Updates from the Mastercard Foundation African Scholars Programme Summer School

28 Apr 2026
Mastercard foundation scholars

 

Alice Dias Lopes, Pete Evans, and Michael Gallagher from the Digital Education in the Global South strand of the Centre for Research in Digital Education just returned from a week in Accra, Ghana to support the Mastercard Foundation African Scholars Programme Summer School. The choice of Ghana was a deliberate one, both for the significant activity that the Mastercard Foundation has there, as well as it being a source of intellectual tradition and inspiration for the continent and beyond. 

We directly supported the Digital Education Practitioner Network (DEPN) project at this weeklong event. DEPN is comprised of cohorts drawn from higher education institution (HEIs) staff in select African regions. The first cohort (starting in 2023) was from Ugandan universities. The second (starting in 2025) is from Sierra Leone, The Gambia, and Ghana (hence the event being held in Accra). The third cohort will start in 2027 and will take us back to East Africa. 

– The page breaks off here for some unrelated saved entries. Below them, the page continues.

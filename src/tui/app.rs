//! Application state and key handling.

use super::input::move_cursor;
use crossterm::event::KeyCode;
use noughts_engine::{GameEngine, GameStatus, Position};
use tracing::{debug, info, instrument};

/// What the event loop should do after a key.
#[derive(Debug, Clone, Copy, PartialEq, Eq)]
pub enum Flow {
    /// Keep running.
    Continue,
    /// Leave the TUI.
    Quit,
}

/// Main application state.
pub struct App {
    engine: GameEngine,
    cursor: Position,
    message: String,
}

impl App {
    /// Creates a new application around an engine.
    pub fn new(engine: GameEngine) -> Self {
        Self {
            engine,
            cursor: Position::Center,
            message: "Welcome! Choose your game mode and start playing!".to_string(),
        }
    }

    /// Gets the engine.
    pub fn engine(&self) -> &GameEngine {
        &self.engine
    }

    /// Square under the cursor.
    pub fn cursor(&self) -> Position {
        self.cursor
    }

    /// Last event message.
    pub fn message(&self) -> &str {
        &self.message
    }

    /// Turn indicator or result line.
    pub fn headline(&self) -> String {
        let mode = self.engine.mode();
        match self.engine.status() {
            GameStatus::InProgress { .. } if self.engine.is_computer_turn_pending() => {
                "Computer is thinking...".to_string()
            }
            GameStatus::InProgress { current } => format!("{}'s Turn", mode.player_name(current)),
            GameStatus::Won { winner, .. } => format!("{} wins!", mode.player_name(winner)),
            GameStatus::Tied => "It's a tie!".to_string(),
        }
    }

    /// Handles a key press.
    #[instrument(skip(self))]
    pub fn handle_key(&mut self, key: KeyCode) -> Flow {
        match key {
            KeyCode::Char('q') | KeyCode::Esc => return Flow::Quit,
            KeyCode::Char('r') => {
                self.engine.reset();
                self.message = "Board cleared. Scores kept.".to_string();
            }
            KeyCode::Char('n') => {
                self.engine.new_game();
                self.message = "New game. Scores reset.".to_string();
            }
            KeyCode::Char('m') => {
                let mode = self.engine.mode().toggle();
                self.engine.set_mode(mode);
                self.message = format!("{} - new game started.", mode.label());
            }
            KeyCode::Enter | KeyCode::Char(' ') => self.play(self.cursor),
            KeyCode::Char(c) => {
                let square = c
                    .to_digit(10)
                    .and_then(|d| (d as usize).checked_sub(1))
                    .and_then(Position::from_index);
                if let Some(pos) = square {
                    self.cursor = pos;
                    self.play(pos);
                }
            }
            other => self.cursor = move_cursor(self.cursor, other),
        }
        Flow::Continue
    }

    /// Lets the computer take its reserved turn.
    #[instrument(skip(self))]
    pub fn computer_turn(&mut self) {
        if let Some(pos) = self.engine.play_computer_turn() {
            self.message = format!("Computer played {}.", pos.label());
            self.after_move();
        }
    }

    fn play(&mut self, pos: Position) {
        match self.engine.play(pos.to_index()) {
            Ok(_) => {
                debug!(position = ?pos, "Move applied");
                self.message = "Make your move!".to_string();
                self.after_move();
            }
            Err(e) => {
                debug!(position = ?pos, error = %e, "Move ignored");
                self.message = e.to_string();
            }
        }
    }

    fn after_move(&mut self) {
        if self.engine.status().is_over() {
            info!(status = ?self.engine.status(), scores = ?self.engine.scores(), "Round over");
            self.message = "Press 'r' to play again or 'n' for a new game.".to_string();
        }
    }
}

Our work with the DEPN cohort involved three days of intensive workshops on all things research: how to think and question like a researcher, how to use theory (specifically social reproduction and capability approaches), methods like policy analysis, and then Alice’s wonderful introduction to quantitative research using R with open datasets. The students on DEPN are all university practitioners and came with ideas that they wished to expand and refine: university policy, working with market women in the informal economy, helping displaced and out of school students in Northern Nigeria engage with education through digital technology, addressing rural digital divides in HEIs. The three days explored these ideas, refined them, and bolstered them through theory and methods. Very productive.  

These workshops were part of a larger week of activity where many of the Online Distance Learning (ODL) Scholars from the Mastercard Foundation African Scholars programme and the WESAF doctoral programme were present. They interacted with our DEPN cohort in many events, including a symposium at the University of Ghana titled Connected Futures: Digital Education for Sustainable Development. Our own MScDE student (and former Director General of the Ghana Education Service) Dr Eric Nkansah gave the opening keynote on the role that digital education must play in realising sustainability on the African continent. 

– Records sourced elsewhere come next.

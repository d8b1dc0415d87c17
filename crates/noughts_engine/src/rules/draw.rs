//! Tie detection logic for tic-tac-toe.

use super::win::check_winner;
use crate::{Board, Square};
use tracing::instrument;

/// Checks if the board is full (all squares occupied).
#[instrument(level = "trace")]
pub fn is_full(board: &Board) -> bool {
    board.squares().iter().all(|s| *s != Square::Empty)
}

/// A full board with no winner is a tie.
#[instrument(level = "trace")]
pub fn is_tie(board: &Board) -> bool {
    is_full(board) && check_winner(board).is_none()
}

The theme of the Summer School event and indeed much of the work of the Mastercard Foundation at the University of Edinburgh is framed around sustainability. This is a subject that is near and dear to us on the MSc in Digital Education and at the Centre. We see it as an imperative to draw critique to the increasing (and largely unsustainable) carbon footprint that educational technology and especially AI is begetting. Sustainability can mean how ODL programmes (and the MSc in Digital Education) cater to those who might otherwise be marginalised by existing HE: non-traditional students, working professionals, women, those with disabilities, and increasing forcibly displaced populations. The programme has coursework related to developing bespoke, ecologically sensitive approaches to digital education for these audiences using sustainable cultural models to do so. 

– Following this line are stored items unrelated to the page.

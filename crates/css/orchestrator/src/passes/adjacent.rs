//! Adjacent rule merging.
//!
//! "Adjacent" means consecutive among mergeable entries: comments, statements
//! and nested blocks between two rules neither merge nor reset the candidate.
//! At-rule blocks reset the candidate but never merge: two `@font-face` blocks
//! declare two fonts, not one cascading body.

use core::mem::take;

use css_cascade::OptimizeMode;
use css_selectors::clean_selectors;
use css_syntax::{SelectorGroup, Token};
use log::trace;

use super::{PassContext, retain_unmarked};

/// Try to fold `entry` into `into`. Returns true when `entry` is now redundant.
fn merge_into(into: &mut Token, entry: &Token, context: PassContext<'_>) -> bool {
    let (Token::Rule(target), Token::Rule(source)) = (into, entry) else {
        return false;
    };

    let selector = source.selectors.joined();
    let target_selector = target.selectors.joined();
    if target_selector == selector {
        let join_at = [target.body.len()];
        let mut concatenated = take(&mut target.body);
        concatenated.extend(source.body.iter().cloned());
        target.body = context.optimizer.optimize(
            concatenated,
            OptimizeMode::Append { join_at: &join_at },
            &selector,
        );
        trace!("merged adjacent bodies of `{selector}`");
        return true;
    }

    if target.body == source.body
        && !context.compatibility.is_special(&target_selector)
        && !context.compatibility.is_special(&selector)
    {
        target.selectors = SelectorGroup::new(clean_selectors(
            target.selectors.iter().chain(source.selectors.iter()),
        ));
        trace!("merged `{selector}` into `{target_selector}` by equal body");
        return true;
    }
    false
}

/// Merge each rule into the preceding mergeable entry when both are rules that
/// share a selector group or an identical body.
///
/// Returns true when anything was merged away.
pub fn merge_adjacent(tokens: &mut Vec<Token>, context: PassContext<'_>) -> bool {
    let mut marked = vec![false; tokens.len()];
    let mut candidate: Option<usize> = None;
    for position in 0..tokens.len() {
        if !tokens.get(position).is_some_and(Token::is_mergeable) {
            continue;
        }
        let Some(target) = candidate else {
            candidate = Some(position);
            continue;
        };
        let (head, tail) = tokens.split_at_mut(position);
        let merged = match (head.get_mut(target), tail.first()) {
            (Some(into), Some(entry)) => merge_into(into, entry, context),
            _ => false,
        };
        if merged {
            if let Some(flag) = marked.get_mut(position) {
                *flag = true;
            }
        } else {
            candidate = Some(position);
        }
    }
    retain_unmarked(tokens, &marked) > 0
}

In the world of educating disadvantaged learners in Global South contexts, ready-made ‘plug and play’ digital approaches are inadequate and unsustainable. Bespoke, open, and appropriate technological approaches are. The MSc in Digital Education, and indeed the Centre for Research in Digital Education, champions these as best as we are able. Our week in Accra helped reassert this position and continue the work that the first cohort of DEPN scholars from Uganda initiated.